However, Allegro fears that the decline of religion may lead to the rise of irrational philosophies which are just as deplorable, and this is his basis for continually stressing the need for what he calls independent, critical thinking (pp 104-8, 158). He writes as though the mind could be trained, as a muscle is trained, to deal effectively with whatever it works on. Unfortunately, sound reasoning seems to depend not on the vigour or suppleness of some specific mental capacity, but on (1) adequate knowledge of the matter in hand, (2) absence of bias, and (3) the existence of a strong motive for inquiry – a motive that is free from any element that favours any one conclusion rather than another, All three of these factors are clearly relative to, and vary with, the question at issue, With the result that a man commonly reasons well on one matter and badly on another, and it is quite impossible to train him to a generalized ‘critical thinking’. It seems to the present writer that far too many people have come to suppose that they have been ‘trained to think’ and are therefore qualified to pronounce on complicated problems without careful study of the facts.

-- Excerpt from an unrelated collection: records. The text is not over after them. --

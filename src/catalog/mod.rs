//! The package catalog
//!
//! - [`record`]: one package with its sorted versions and default version
//! - [`installed`]: install source classification and upgrade candidates
//! - [`snapshot`]: immutable query surface over one synchronized catalog
//! - [`cache`]: per-package JSON files on disk
//! - [`refresh`]: bounded worker pool fetching package details
//! - [`sync`]: the single-flight synchronization cycle
//! - [`install`]: manifest changes made through the synchronizer

pub mod cache;
pub mod install;
pub mod installed;
pub mod progress;
pub mod record;
pub mod refresh;
pub mod snapshot;
pub mod sync;

pub use cache::DiskCache;
pub use installed::{InstallSource, InstalledInfo};
pub use progress::{SyncPhase, SyncProgress};
pub use record::PackageRecord;
pub use snapshot::{CatalogSnapshot, SyncWarning, namespace_of};
pub use sync::{CatalogQuery, CatalogSynchronizer, SyncOptions};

Allegro's book can only encourage such excessive self-confidence. He declares: ‘We do not all need religion: we do need self-confidence, and the two are incompatible’ (p 181). In truth they are not. Founders of religious sects (Luther, Calvin, Irving) have been confident, even pugnacious. And a self-confidence based on ignorance can lead only to error.

[1] John M. Allegro, The End of a Road (Macgibbon & Kee, 1970, pp 184, £1.75).

[2] (Hodder & Stoughton, 1970.) It is not possible to review the present book without reference to its predecessor (which I shall designate as SM. Page references not preceded by SM are to the volume at present under review).